Sarah Pennells is a personal finance journalist and the face behind SavvyWoman.co.uk. We think she does a great job at explaining financial subjects in a very clear and accessible manner. You can find her column below where she writes about the latest financial news, and helps you get more from your money.
A mortgage for 1%?
There’s a bit of a fight going on between the mortgage lenders at the moment, with one bank offering a two year fixed rate mortgage at a fraction over 1% (1.09%) interest. It’s only available if you have a deposit or equity of 40% of the property’s price and comes with a hefty fee, but – even if you don’t qualify for this deal – now could be a good time to remortgage. Here are my six tips to get the best deal.
1. Think about the mortgage deal you want. A headline grabbing short term fixed rate may not be right for you – you may be better off with a longer term fix (such as five years) or even a tracker mortgage.
2. Look at the overall cost. Some fixed rate mortgages charge fees of £1,500 to £2,000. If you’re opting for a two year deal, that could add an extra £1,000 a year to the cost of your mortgage.
3. Talk to a mortgage broker. You can easily find out what’s available by checking price comparison sites and mortgage brokers’ websites, but a mortgage broker can advise you about which bank or building society is more likely to lend to you. Some charge a fee but others are free to use.
4. Think about how much you want to borrow. Mortgage lenders work in ‘tiers’ and the more you want to borrow relative to the value of your property (called the ‘loan to value’) the higher the interest rate.
5. Get hold of a copy of your credit report! This isn’t a plug for Noddle – it’s good financial sense. If you’re applying for a mortgage your lender will check your credit file. Read your report to make sure there aren’t any nasties or errors.
6. Be wary about increasing your mortgage. If you’re trading up to a more expensive property, you’ll probably have to increase your mortgage. But think twice about doing this so you can add any personal loans or credit card debt to your mortgage. You may pay a lower interest rate, but you’ll repay the debt over a much longer period and increase the size of your mortgage. And, if you struggle to pay it, you could be at risk of repossession.

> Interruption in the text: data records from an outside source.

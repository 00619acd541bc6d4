//! Block list: senders the assistant never answers.

use super::Store;
use async_trait::async_trait;
use concierge_core::{error::ConciergeError, phone::ConversationKey, traits::BlockList};

impl Store {
    /// Every blocked key with its reason, oldest first.
    pub async fn list_blocked(&self) -> Result<Vec<(String, String)>, ConciergeError> {
        sqlx::query_as("SELECT sender_key, reason FROM blocked_senders ORDER BY created_at, sender_key")
            .fetch_all(&self.pool)
            .await
            .map_err(|e| ConciergeError::Store(format!("list blocked failed: {e}")))
    }
}

#[async_trait]
impl BlockList for Store {
    async fn is_blocked(&self, key: &ConversationKey) -> Result<bool, ConciergeError> {
        let row: Option<(String,)> =
            sqlx::query_as("SELECT sender_key FROM blocked_senders WHERE sender_key = ?")
                .bind(key.as_str())
                .fetch_optional(&self.pool)
                .await
                .map_err(|e| ConciergeError::Store(format!("block lookup failed: {e}")))?;
        Ok(row.is_some())
    }

    async fn add(&self, key: &ConversationKey, reason: &str) -> Result<(), ConciergeError> {
        sqlx::query(
            "INSERT INTO blocked_senders (sender_key, reason) VALUES (?, ?) \
             ON CONFLICT(sender_key) DO UPDATE SET reason = excluded.reason",
        )
        .bind(key.as_str())
        .bind(reason)
        .execute(&self.pool)
        .await
        .map_err(|e| ConciergeError::Store(format!("block add failed: {e}")))?;
        Ok(())
    }

    async fn remove(&self, key: &ConversationKey) -> Result<bool, ConciergeError> {
        let result = sqlx::query("DELETE FROM blocked_senders WHERE sender_key = ?")
            .bind(key.as_str())
            .execute(&self.pool)
            .await
            .map_err(|e| ConciergeError::Store(format!("block remove failed: {e}")))?;
        Ok(result.rows_affected() > 0)
    }
}
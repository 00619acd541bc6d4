//! Debounce aggregator: coalesces rapid fragments per conversation into one
//! turn.
//!
//! Every `enqueue` appends synchronously, cancels the key's flush timer and
//! arms a new one at `min(now + wait, first_fragment + max_wait)`. The
//! previous ticket for the key is settled as [`Settled::Superseded`] right
//! away; only the most recent ticket receives the combined turn. Fragment
//! order is the order of `enqueue` calls.

use concierge_core::phone::ConversationKey;
use std::collections::HashMap;
use std::sync::atomic::{AtomicU64, Ordering};
use std::sync::{Arc, Mutex};
use std::time::Duration;
use tokio::sync::oneshot;
use tokio::task::JoinHandle;
use tokio::time::Instant;
use tracing::debug;

/// One logically complete inbound message.
#[derive(Debug, Clone)]
pub struct Turn<C> {
    pub key: ConversationKey,
    /// Fragments joined with a single space, in arrival order.
    pub text: String,
    pub fragment_count: usize,
    /// Context of the latest fragment.
    pub context: C,
}

/// How a [`Ticket`] resolves.
#[derive(Debug)]
pub enum Settled<C> {
    Flushed(Turn<C>),
    /// A later fragment for the same key took over this turn.
    Superseded,
}

struct PendingTurn<C> {
    fragments: Vec<String>,
    first_at: Instant,
    context: C,
    generation: u64,
    waiter: oneshot::Sender<Settled<C>>,
    timer: JoinHandle<()>,
}

/// Claim on the outcome of one enqueued fragment.
pub struct Ticket<C>(oneshot::Receiver<Settled<C>>);

impl<C> Ticket<C> {
    pub async fn settled(self) -> Settled<C> {
        // A dropped sender only happens if the runtime tears the timer down.
        self.0.await.unwrap_or(Settled::Superseded)
    }
}

type PendingMap<C> = Arc<Mutex<HashMap<ConversationKey, PendingTurn<C>>>>;

pub struct Debouncer<C> {
    wait: Duration,
    max_wait: Duration,
    pending: PendingMap<C>,
    generation: AtomicU64,
}

impl<C: Send + 'static> Debouncer<C> {
    pub fn new(wait: Duration, max_wait: Duration) -> Self {
        Self {
            wait,
            max_wait,
            pending: Arc::new(Mutex::new(HashMap::new())),
            generation: AtomicU64::new(0),
        }
    }

    /// Append a fragment for `key`. Must be called from within a runtime.
    pub fn enqueue(&self, key: ConversationKey, fragment: String, context: C) -> Ticket<C> {
        let (tx, rx) = oneshot::channel();
        let generation = self.generation.fetch_add(1, Ordering::Relaxed);

        {
            let mut pending = lock(&self.pending);
            let now = Instant::now();

            let (fragments, first_at) = match pending.remove(&key) {
                Some(prev) => {
                    prev.timer.abort();
                    let _ = prev.waiter.send(Settled::Superseded);
                    let mut fragments = prev.fragments;
                    fragments.push(fragment);
                    (fragments, prev.first_at)
                }
                None => (vec![fragment], now),
            };

            let deadline = (now + self.wait).min(first_at + self.max_wait);
            if deadline <= now {
                debug!("[{key}] debounce ceiling reached, flushing {} fragments", fragments.len());
                let _ = tx.send(Settled::Flushed(build_turn(key, fragments, context)));
            } else {
                let timer = tokio::spawn(flush_at(
                    Arc::clone(&self.pending),
                    key.clone(),
                    generation,
                    deadline,
                ));
                pending.insert(
                    key,
                    PendingTurn {
                        fragments,
                        first_at,
                        context,
                        generation,
                        waiter: tx,
                        timer,
                    },
                );
            }
        }

        Ticket(rx)
    }

    /// Number of conversations with an unflushed buffer.
    pub fn pending_keys(&self) -> usize {
        lock(&self.pending).len()
    }
}

async fn flush_at<C>(
    pending: PendingMap<C>,
    key: ConversationKey,
    generation: u64,
    deadline: Instant,
) {
    tokio::time::sleep_until(deadline).await;

    let mut map = lock(&pending);
    // A newer fragment may have replaced the entry between wake-up and lock.
    if map.get(&key).map(|p| p.generation) != Some(generation) {
        return;
    }
    if let Some(turn) = map.remove(&key) {
        drop(map);
        debug!("[{key}] debounce settled with {} fragments", turn.fragments.len());
        let _ = turn
            .waiter
            .send(Settled::Flushed(build_turn(key, turn.fragments, turn.context)));
    }
}

fn build_turn<C>(key: ConversationKey, fragments: Vec<String>, context: C) -> Turn<C> {
    Turn {
        key,
        text: fragments.join(" "),
        fragment_count: fragments.len(),
        context,
    }
}

fn lock<T>(m: &Mutex<T>) -> std::sync::MutexGuard<'_, T> {
    m.lock().unwrap_or_else(|poisoned| poisoned.into_inner())
}
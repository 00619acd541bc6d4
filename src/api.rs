//! HTTP API server: operator endpoints and the bridge's inbound webhook.
//!
//! Spawned as a background task in the gateway, same as the dispatch loop.

use crate::gateway::Gateway;
use axum::{
    extract::{Path, State},
    http::{HeaderMap, StatusCode},
    response::Json,
    routing::{delete, get, post},
    Router,
};
use base64::{engine::general_purpose::STANDARD as BASE64, Engine};
use concierge_channels::bridge::PushOutcome;
use concierge_core::{
    message::{IncomingMessage, MessageKind},
    phone::ConversationKey,
    traits::BlockList,
};
use serde::Deserialize;
use serde_json::{json, Value};
use std::sync::Arc;
use tracing::{error, info, warn};

type ApiError = (StatusCode, Json<Value>);

/// Shared state for API handlers.
#[derive(Clone)]
pub struct ApiState {
    gateway: Arc<Gateway>,
    api_key: Option<String>,
}

/// Event posted by the transport bridge.
#[derive(Debug, Deserialize)]
struct InboundRequest {
    sender_id: String,
    #[serde(default)]
    text: String,
    #[serde(default)]
    sender_name: Option<String>,
    #[serde(default)]
    reply_target: Option<String>,
    #[serde(default)]
    is_group: bool,
    /// Voice note payload.
    #[serde(default)]
    audio_base64: Option<String>,
    #[serde(default)]
    raw: Value,
}

#[derive(Debug, Deserialize)]
struct BlockRequest {
    phone: String,
    #[serde(default)]
    reason: String,
}

/// Constant-time string comparison to prevent timing attacks on API token validation.
fn constant_time_eq(a: &str, b: &str) -> bool {
    if a.len() != b.len() {
        return false;
    }
    a.bytes()
        .zip(b.bytes())
        .fold(0u8, |acc, (x, y)| acc | (x ^ y))
        == 0
}

/// Check bearer token auth. Returns `Err` with the rejection when unauthorized.
fn check_auth(headers: &HeaderMap, api_key: &Option<String>) -> Result<(), ApiError> {
    let Some(key) = api_key else {
        return Ok(());
    };

    let value = headers
        .get("authorization")
        .ok_or_else(|| reject(StatusCode::UNAUTHORIZED, "missing Authorization header"))?
        .to_str()
        .map_err(|_| reject(StatusCode::UNAUTHORIZED, "invalid Authorization header"))?;

    match value.strip_prefix("Bearer ") {
        Some(token) if constant_time_eq(token, key) => Ok(()),
        _ => Err(reject(StatusCode::UNAUTHORIZED, "invalid token")),
    }
}

fn reject(status: StatusCode, message: &str) -> ApiError {
    (status, Json(json!({"error": message})))
}

fn path_key(state: &ApiState, raw: &str) -> Result<ConversationKey, ApiError> {
    let phone = &state.gateway.phone;
    let key = ConversationKey::normalize(raw, &phone.default_country_code, phone.local_length);
    if key.is_empty() {
        return Err(reject(StatusCode::BAD_REQUEST, "phone must contain digits"));
    }
    Ok(key)
}

/// `GET /api/health`: uptime and live conversation counters.
async fn health(
    headers: HeaderMap,
    State(state): State<ApiState>,
) -> Result<Json<Value>, ApiError> {
    check_auth(&headers, &state.api_key)?;
    let gw = &state.gateway;

    Ok(Json(json!({
        "status": "ok",
        "uptime_secs": gw.uptime.elapsed().as_secs(),
        "pending_turns": gw.debouncer.pending_keys(),
        "active_pauses": gw.handoff.list_active().len(),
        "active_surveys": gw.surveys.active_count(),
        "dispatch": gw.dispatch.as_ref().map(|d| json!({"sent_today": d.daily_sent()})),
    })))
}

/// `GET /api/pauses`: conversations currently handed to a human.
async fn list_pauses(
    headers: HeaderMap,
    State(state): State<ApiState>,
) -> Result<Json<Value>, ApiError> {
    check_auth(&headers, &state.api_key)?;
    Ok(Json(json!({ "pauses": state.gateway.handoff.list_active() })))
}

/// `POST /api/pauses/{key}/resume`: hand the conversation back to automation.
async fn resume_pause(
    headers: HeaderMap,
    State(state): State<ApiState>,
    Path(raw): Path<String>,
) -> Result<Json<Value>, ApiError> {
    check_auth(&headers, &state.api_key)?;
    let key = path_key(&state, &raw)?;
    let resumed = state.gateway.handoff.resume(&key);
    Ok(Json(json!({ "key": key, "resumed": resumed })))
}

/// `POST /api/surveys/{key}/cancel`: drop an open survey session.
async fn cancel_survey(
    headers: HeaderMap,
    State(state): State<ApiState>,
    Path(raw): Path<String>,
) -> Result<Json<Value>, ApiError> {
    check_auth(&headers, &state.api_key)?;
    let key = path_key(&state, &raw)?;
    let cancelled = state.gateway.surveys.cancel(&key);
    Ok(Json(json!({ "key": key, "cancelled": cancelled })))
}

/// `POST /api/config/invalidate`: reload handoff/survey settings on the next turn.
async fn invalidate_config(
    headers: HeaderMap,
    State(state): State<ApiState>,
) -> Result<Json<Value>, ApiError> {
    check_auth(&headers, &state.api_key)?;
    state.gateway.settings.invalidate().await;
    Ok(Json(json!({ "status": "invalidated" })))
}

/// `POST /api/block`: add a sender to the block list.
async fn block(
    headers: HeaderMap,
    State(state): State<ApiState>,
    body: Result<Json<BlockRequest>, axum::extract::rejection::JsonRejection>,
) -> Result<Json<Value>, ApiError> {
    check_auth(&headers, &state.api_key)?;
    let Json(request) = body
        .map_err(|e| reject(StatusCode::BAD_REQUEST, &format!("invalid request: {e}")))?;
    let key = path_key(&state, &request.phone)?;

    state
        .gateway
        .block_list
        .add(&key, request.reason.trim())
        .await
        .map_err(|e| {
            error!("[{key}] block failed: {e}");
            reject(StatusCode::INTERNAL_SERVER_ERROR, &format!("block failed: {e}"))
        })?;
    info!("[{key}] blocked via API");
    Ok(Json(json!({ "key": key, "blocked": true })))
}

/// `DELETE /api/block/{key}`: remove a sender from the block list.
async fn unblock(
    headers: HeaderMap,
    State(state): State<ApiState>,
    Path(raw): Path<String>,
) -> Result<Json<Value>, ApiError> {
    check_auth(&headers, &state.api_key)?;
    let key = path_key(&state, &raw)?;
    let removed = state.gateway.block_list.remove(&key).await.map_err(|e| {
        error!("[{key}] unblock failed: {e}");
        reject(StatusCode::INTERNAL_SERVER_ERROR, &format!("unblock failed: {e}"))
    })?;
    Ok(Json(json!({ "key": key, "removed": removed })))
}

/// `POST /api/inbound`: one event from the transport bridge.
async fn inbound(
    headers: HeaderMap,
    State(state): State<ApiState>,
    body: Result<Json<InboundRequest>, axum::extract::rejection::JsonRejection>,
) -> Result<(StatusCode, Json<Value>), ApiError> {
    check_auth(&headers, &state.api_key)?;
    let Json(request) = body
        .map_err(|e| reject(StatusCode::BAD_REQUEST, &format!("invalid request: {e}")))?;

    if request.sender_id.trim().is_empty() {
        return Err(reject(StatusCode::BAD_REQUEST, "sender_id must not be empty"));
    }

    let bridge = state
        .gateway
        .bridge
        .as_ref()
        .ok_or_else(|| reject(StatusCode::SERVICE_UNAVAILABLE, "bridge channel not enabled"))?;

    let audio = match request.audio_base64.as_deref() {
        Some(encoded) => Some(BASE64.decode(encoded.trim()).map_err(|e| {
            reject(StatusCode::BAD_REQUEST, &format!("audio_base64 is not valid base64: {e}"))
        })?),
        None => None,
    };

    let mut incoming = IncomingMessage::text("bridge", &request.sender_id, &request.text);
    incoming.sender_name = request.sender_name;
    incoming.is_group = request.is_group;
    incoming.raw = request.raw;
    if request.reply_target.is_some() {
        incoming.reply_target = request.reply_target;
    }
    if audio.is_some() {
        incoming.kind = MessageKind::Voice;
        incoming.audio = audio;
    }
    let id = incoming.id;

    match bridge.push(incoming).await {
        Ok(PushOutcome::Accepted) => Ok((
            StatusCode::ACCEPTED,
            Json(json!({ "status": "queued", "id": id.to_string() })),
        )),
        Ok(PushOutcome::Ignored) => Ok((StatusCode::OK, Json(json!({ "status": "ignored" })))),
        Err(e) => {
            warn!("inbound event rejected: {e}");
            Err(reject(StatusCode::SERVICE_UNAVAILABLE, "gateway unavailable"))
        }
    }
}

/// Build the axum router with shared state.
fn build_router(state: ApiState) -> Router {
    Router::new()
        .route("/api/health", get(health))
        .route("/api/pauses", get(list_pauses))
        .route("/api/pauses/{key}/resume", post(resume_pause))
        .route("/api/surveys/{key}/cancel", post(cancel_survey))
        .route("/api/config/invalidate", post(invalidate_config))
        .route("/api/inbound", post(inbound))
        .route("/api/block", post(block))
        .route("/api/block/{key}", delete(unblock))
        .layer(axum::extract::DefaultBodyLimit::max(16 * 1024 * 1024)) // voice notes
        .with_state(state)
}

/// Start the API server. Called from `Gateway::run()`.
pub async fn serve(gateway: Arc<Gateway>) {
    let config = gateway.api_config.clone();
    let api_key = if config.api_key.is_empty() {
        None
    } else {
        Some(config.api_key.clone())
    };

    let app = build_router(ApiState { gateway, api_key });
    let addr = format!("{}:{}", config.host, config.port);

    let listener = match tokio::net::TcpListener::bind(&addr).await {
        Ok(l) => l,
        Err(e) => {
            error!("API server failed to bind to {addr}: {e}");
            return;
        }
    };

    info!("API server listening on {addr}");

    if let Err(e) = axum::serve(listener, app).await {
        error!("API server error: {e}");
    }
}
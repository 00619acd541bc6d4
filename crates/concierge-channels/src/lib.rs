//! # concierge-channels
//!
//! The HTTP bridge to the external messaging transport, and voice-note
//! transcription.

pub mod bridge;
pub mod whisper;
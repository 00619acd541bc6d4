use chrono::{DateTime, Utc};
use serde::{Deserialize, Serialize};
use uuid::Uuid;

/// What an inbound event carries.
#[derive(Debug, Clone, Copy, Default, PartialEq, Eq, Serialize, Deserialize)]
#[serde(rename_all = "lowercase")]
pub enum MessageKind {
    /// Plain text, ready for the pipeline.
    #[default]
    Text,
    /// Voice note. `audio` holds the payload; it must be transcribed first.
    Voice,
}

/// An incoming message from a channel.
#[derive(Debug, Clone, Serialize, Deserialize)]
pub struct IncomingMessage {
    pub id: Uuid,
    /// Channel name (e.g. "bridge").
    pub channel: String,
    /// Platform-specific sender ID (phone number or JID).
    pub sender_id: String,
    /// Human-readable sender name.
    pub sender_name: Option<String>,
    /// Message text content. Empty for voice notes until transcribed.
    pub text: String,
    #[serde(default)]
    pub kind: MessageKind,
    /// Raw audio bytes for voice notes.
    #[serde(default, skip_serializing)]
    pub audio: Option<Vec<u8>>,
    pub timestamp: DateTime<Utc>,
    /// Platform-specific target for routing the response (e.g. a chat JID).
    #[serde(default)]
    pub reply_target: Option<String>,
    /// Whether this message comes from a group chat.
    #[serde(default)]
    pub is_group: bool,
    /// Whatever the transport attached to the event, passed through untouched.
    #[serde(default)]
    pub raw: serde_json::Value,
}

impl IncomingMessage {
    /// Build a text message with a fresh ID and the current timestamp.
    pub fn text(channel: &str, sender_id: &str, text: &str) -> Self {
        Self {
            id: Uuid::new_v4(),
            channel: channel.to_string(),
            sender_id: sender_id.to_string(),
            sender_name: None,
            text: text.to_string(),
            kind: MessageKind::Text,
            audio: None,
            timestamp: Utc::now(),
            reply_target: Some(sender_id.to_string()),
            is_group: false,
            raw: serde_json::Value::Null,
        }
    }

    /// Where replies to this message should go.
    pub fn target(&self) -> &str {
        self.reply_target.as_deref().unwrap_or(&self.sender_id)
    }
}

/// A media attachment on an outgoing message.
#[derive(Debug, Clone, PartialEq, Eq, Serialize, Deserialize)]
pub struct MediaRef {
    /// URL the transport fetches the media from.
    pub url: String,
    #[serde(default)]
    pub filename: Option<String>,
}

/// An outgoing message to deliver through a channel.
#[derive(Debug, Clone, Default, Serialize, Deserialize)]
pub struct OutgoingMessage {
    pub text: String,
    /// Platform-specific target for routing (phone number or chat JID).
    #[serde(default)]
    pub reply_target: Option<String>,
    #[serde(default)]
    pub media: Option<MediaRef>,
}

impl OutgoingMessage {
    /// Plain text to a target.
    pub fn to(target: &str, text: &str) -> Self {
        Self {
            text: text.to_string(),
            reply_target: Some(target.to_string()),
            media: None,
        }
    }
}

Cutting the costs of young driver insurance
Do you have a black box or ‘telematics’ insurance policy? If so, you’re in the minority! Research from a price comparison website shows that only 3% of British drivers has a telematics insurance policy and one in four have never heard of it.
Telematics or black box insurance normally involves having a small GPS device fitted to your car. It can record how you drive, your mileage and/or when you drive. The idea is that if you’re a good driver you’ll save money on your insurance – which means it’s most popular with young drivers who generally pay the highest premiums.
There are around a dozen different telematics insurers offering policies in the UK. Here’s my handy guide:
1. You can save up to 20% of the cost of your insurance with a telematics policy.
2. Most telematics devices are fitted to the car, although some work as a mobile phone app. There may be a separate charge for the device or it may be built into your premiums. Always check if there’s a charge for removing it if you decide you don’t want to stay with the same insurer.
3. Not all insurers take the same approach: some base premiums only on how you drive (acceleration, swerving and braking) while others price according to how many miles you drive or even whether it’s in the day or night.
4. Telematics insurers can reduce – or increase – your premium based on how you drive. Some do this every month, others quarterly and some only when you renew.
5. The telematics device will record information about anyone who uses your car. So if you have a partner or parent who’s not a very good driver, it could increase your premiums!
6. The data that’s collected can be used in the case of an accident insurance claim (to demonstrate who’s at fault) or to contact emergency services if you’ve been involved in an accident. It can be shared with other companies, but only with your permission.
Dealing with a legitimate financial firm. Are you sure?
The last few months have seen a rise in reports of rogues and con artists trying to entice people to part with their pension pot or invest in dodgy schemes. The advice is normally to put the phone down on cold callers and only to deal with legitimate firms. But how do you know you’re dealing with the real thing?
The financial regulator, the Financial Conduct Authority (FCA), regularly issues a string of warnings about so-called ‘clone’ firms – rogues who pretend to be from a genuine company. In some cases their websites look strikingly similar to the real thing.
So, to avoid becoming a victim of a scam, make sure you:
1. Ignore cold calls – even if the person on the phone says they’re from a company you deal with. They may not be.
2. Aren’t swayed by the cold caller quoting an FRN. It stands for ‘firm reference number’ and it’s the number that financial firms are given by the Financial Conduct Authority. Some fraudsters are quoting FRNs from genuine firms.
3. Check out the information on the FCA website (it’s fca.org.uk – search under ‘cloned firms’).
4. Don’t invest or transfer your money on the basis of an email or marketing letter out of the blue or a cold call. Even if it’s not a scam, the best decisions are rarely made under pressure.
Financial regrets? I’ve had a few…
If you’re the kind of person who thinks you’ll start saving ‘tomorrow’…don’t delay too long! Research shows that ‘not saving enough’ is the number one financial regret of people aged 40 to 70 with over one in three (36%) wishing they’d saved more.
The second most popular regret was ‘not saving enough into a pension’ which was cited by one in four. Fewer than one in 16 regretted buying a property that wasn’t ‘good value’, but double that number – more than one in eight – regretted getting married and subsequently divorcing. Hmm. Who says romance is dead?